I am encountering an issue related to the Pandas rolling
function in Python.
Specifically, I am implementing a rolling apply with a custom function, and I'm facing an OSError: could not get source code
error.
This is my DataFrame
gvkey | PERMNO | date | Xt | Ve | sigma_E | rf |
---|---|---|---|---|---|---|
1004 | 54594 | 2011-09-30 | 178.9760 | 674484.87 | 0.000000 | 0.000003 |
1004 | 54594 | 2011-10-03 | 178.9760 | 613793.373 | 30345.750000 | 0.000003 |
This is the function I defined with an iterator function nested inside it
def cal_sigma_A(x):
ite_sig = x.sigma_E.iloc[-1]
ite_Va = x.Ve
def iterative_sigma(x, sig = ite_sig, Va = ite_Va):
d1 = (np.log(Va/x.Xt) + (x.rf + 0.5*(sig**2)))/sig
d2 = d1 - sig
d1 = norm.cdf(d1)
d2 = norm.cdf(d2)
new_Va = (x.Ve + x.Xt*np.exp(-x.rf)*d2)/d1
new_sigma = np.std(new_Va)
if new_sigma - sig < 10*(-4):
return new_sigma
else:
return iterative_sigma(x,new_sigma,new_Va)

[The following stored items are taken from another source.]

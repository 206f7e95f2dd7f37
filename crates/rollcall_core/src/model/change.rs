//! Change events delivered by a change source.
//!
//! # Responsibility
//! - Define the inbound wire shape (`RawChange`) exactly as a source emits it.
//! - Validate raw events into typed `RecordChange` values one at a time, so a
//!   corrupt event can be rejected without dropping its batch.
//!
//! # Invariants
//! - `inserted` and `modified` events always carry a record after validation.
//! - Batch order is delivery order; nothing here reorders events.

use crate::model::record::{DisplayFields, Record, RecordId};
use serde::{Deserialize, Deserializer, Serialize, Serializer};
use std::error::Error;
use std::fmt::{Display, Formatter};

#[derive(Debug, Clone, Copy, PartialEq, Eq, Serialize, Deserialize)]
#[serde(rename_all = "snake_case")]
pub enum ChangeKind {
    Inserted,
    Modified,
    Removed,
}

impl ChangeKind {
    pub fn as_str(self) -> &'static str {
        match self {
            Self::Inserted => "inserted",
            Self::Modified => "modified",
            Self::Removed => "removed",
        }
    }
}

/// Record body carried by `inserted`/`modified` events.
#[derive(Debug, Clone, PartialEq, Eq, Serialize, Deserialize)]
pub struct RecordPayload {
    #[serde(default, skip_serializing_if = "Option::is_none")]
    pub timestamp: Option<i64>,
    #[serde(flatten)]
    pub fields: DisplayFields,
}

/// One change event as received, before validation.
#[derive(Debug, Clone, PartialEq, Eq, Serialize, Deserialize)]
pub struct RawChange {
    #[serde(rename = "type")]
    pub kind: ChangeKind,
    #[serde(default)]
    pub identity: Option<String>,
    #[serde(default, skip_serializing_if = "Option::is_none")]
    pub record: Option<RecordPayload>,
}

impl RawChange {
    pub fn inserted(record: &Record) -> Self {
        Self::with_record(ChangeKind::Inserted, record)
    }

    pub fn modified(record: &Record) -> Self {
        Self::with_record(ChangeKind::Modified, record)
    }

    pub fn removed(id: &RecordId) -> Self {
        Self {
            kind: ChangeKind::Removed,
            identity: Some(id.to_string()),
            record: None,
        }
    }

    fn with_record(kind: ChangeKind, record: &Record) -> Self {
        Self {
            kind,
            identity: Some(record.id.to_string()),
            record: Some(RecordPayload {
                timestamp: record.sort_key,
                fields: record.fields.clone(),
            }),
        }
    }
}

/// Validated change event.
#[derive(Debug, Clone, PartialEq, Eq)]
pub enum RecordChange {
    Inserted(Record),
    Modified(Record),
    Removed(RecordId),
}

impl RecordChange {
    pub fn id(&self) -> &RecordId {
        match self {
            Self::Inserted(record) | Self::Modified(record) => &record.id,
            Self::Removed(id) => id,
        }
    }

    pub fn kind(&self) -> ChangeKind {
        match self {
            Self::Inserted(_) => ChangeKind::Inserted,
            Self::Modified(_) => ChangeKind::Modified,
            Self::Removed(_) => ChangeKind::Removed,
        }
    }
}

impl TryFrom<RawChange> for RecordChange {
    type Error = MalformedChange;

    fn try_from(raw: RawChange) -> Result<Self, Self::Error> {
        let kind = raw.kind;
        let identity = raw
            .identity
            .ok_or(MalformedChange::MissingIdentity { kind })?;
        let id = RecordId::new(identity).map_err(|_| MalformedChange::MissingIdentity { kind })?;

        if kind == ChangeKind::Removed {
            return Ok(Self::Removed(id));
        }

        let payload = raw
            .record
            .ok_or_else(|| MalformedChange::MissingRecord {
                kind,
                id: id.clone(),
            })?;
        let record = Record {
            id,
            sort_key: payload.timestamp,
            fields: payload.fields,
        };

        Ok(match kind {
            ChangeKind::Inserted => Self::Inserted(record),
            _ => Self::Modified(record),
        })
    }
}

impl From<&RecordChange> for RawChange {
    fn from(change: &RecordChange) -> Self {
        match change {
            RecordChange::Inserted(record) => RawChange::inserted(record),
            RecordChange::Modified(record) => RawChange::modified(record),
            RecordChange::Removed(id) => RawChange::removed(id),
        }
    }
}

/// Why one raw event could not be applied.
#[derive(Debug, Clone, PartialEq, Eq)]
pub enum MalformedChange {
    MissingIdentity { kind: ChangeKind },
    MissingRecord { kind: ChangeKind, id: RecordId },
    /// Element did not match the wire shape at all.
    Undecodable { index: usize, reason: String },
}

impl Display for MalformedChange {
    fn fmt(&self, f: &mut Formatter<'_>) -> std::fmt::Result {
        match self {
            Self::MissingIdentity { kind } => {
                write!(f, "{} event has no identity", kind.as_str())
            }
            Self::MissingRecord { kind, id } => {
                write!(f, "{} event for {id} has no record", kind.as_str())
            }
            Self::Undecodable { index, reason } => {
                write!(f, "event #{index} could not be decoded: {reason}")
            }
        }
    }
}

impl Error for MalformedChange {}

/// One notification from a change source.
///
/// Decoding is per event: an element that does not match the wire shape is
/// kept in `undecodable` and the remaining elements still decode.
#[derive(Debug, Clone, Default, PartialEq, Eq)]
pub struct ChangeBatch {
    pub changes: Vec<RawChange>,
    /// Elements that failed to decode, with their position in the batch.
    pub undecodable: Vec<MalformedChange>,
}

impl ChangeBatch {
    pub fn new(changes: Vec<RawChange>) -> Self {
        Self {
            changes,
            undecodable: Vec::new(),
        }
    }

    /// Decodes wire elements one at a time.
    pub fn from_wire(elements: Vec<serde_json::Value>) -> Self {
        let mut batch = Self::default();
        for (index, element) in elements.into_iter().enumerate() {
            match serde_json::from_value::<RawChange>(element) {
                Ok(change) => batch.changes.push(change),
                Err(err) => batch.undecodable.push(MalformedChange::Undecodable {
                    index,
                    reason: err.to_string(),
                }),
            }
        }
        batch
    }

    /// Number of decoded changes.
    pub fn len(&self) -> usize {
        self.changes.len()
    }

    pub fn is_empty(&self) -> bool {
        self.changes.is_empty() && self.undecodable.is_empty()
    }
}

impl Serialize for ChangeBatch {
    fn serialize<S: Serializer>(&self, serializer: S) -> Result<S::Ok, S::Error> {
        self.changes.serialize(serializer)
    }
}

impl<'de> Deserialize<'de> for ChangeBatch {
    fn deserialize<D: Deserializer<'de>>(deserializer: D) -> Result<Self, D::Error> {
        let elements = Vec::<serde_json::Value>::deserialize(deserializer)?;
        Ok(Self::from_wire(elements))
    }
}

impl FromIterator<RawChange> for ChangeBatch {
    fn from_iter<T: IntoIterator<Item = RawChange>>(iter: T) -> Self {
        Self::new(iter.into_iter().collect())
    }
}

return iterative_sigma(x,ite_sig,ite_Va)
merged.set_index('date').groupby(['gvkey','PERMNO'],group_keys=False).rolling('365D').apply(lambda x:cal_sigma_A(x))
And this is the error:
Unexpected exception formatting exception. Falling back to standard exception
Traceback (most recent call last):
File "d:\anaconda\Lib\site-packages\IPython\core\interactiveshell.py", line 3526, in run_code
exec(code_obj, self.user_global_ns, self.user_ns)
File "C:\Users\28137\AppData\Local\Temp\ipykernel_11788\4089525893.py", line 1, in <module>
merged.groupby(['gvkey','PERMNO'],group_keys=False).rolling('365D').apply(lambda x:cal_sigma_A(x))
File "d:\anaconda\Lib\site-packages\pandas\core\window\rolling.py", line 1913, in apply
return super().apply(
^^^^^^^^^^^^^^
File "d:\anaconda\Lib\site-packages\pandas\core\window\rolling.py", line 1390, in apply
return self._apply(
^^^^^^^^^^^^
File "d:\anaconda\Lib\site-packages\pandas\core\window\rolling.py", line 709, in _apply
result = super()._apply(
^^^^^^^^^^^^^^^
File "d:\anaconda\Lib\site-packages\pandas\core\window\rolling.py", line 615, in _apply
return self._apply_blockwise(homogeneous_func, name, numeric_only)
^^^^^^^^^^^^^^^^^^^^^^^^^^^^^^^^^^^^^^^^^^^^^^^^^^^^^^^^^^^
File "d:\anaconda\Lib\site-packages\pandas\core\window\rolling.py", line 490, in _apply_blockwise
res = homogeneous_func(arr)
^^^^^^^^^^^^^^^^^^^^^
File "d:\anaconda\Lib\site-packages\pandas\core\window\rolling.py", line 610, in homogeneous_func
result = calc(values)
^^^^^^^^^^^^
File "d:\anaconda\Lib\site-packages\pandas\core\window\rolling.py", line 607, in calc
return func(x, start, end, min_periods, *numba_args)
...
^^^^^^^^^^^^^^^^^^
File "d:\anaconda\Lib\inspect.py", line 1081, in findsource
raise OSError('could not get source code')
OSError: could not get source code
Additionaly, if I only want to execute this function at the end of each month, what's the best way to do it?
I'm a newbie, so I have no idea how to debug.
If you reduce your problem, it becomes how to apply rolling on multiple columns. There are a few related problems on SO, one of them is here.
You can use rolling_apply from
numpy_ext
package (you'll have to install that). Tweaking your original code a little, the below code works (though you have to be careful with recursion limit, if your function keeps on calling itself without returning).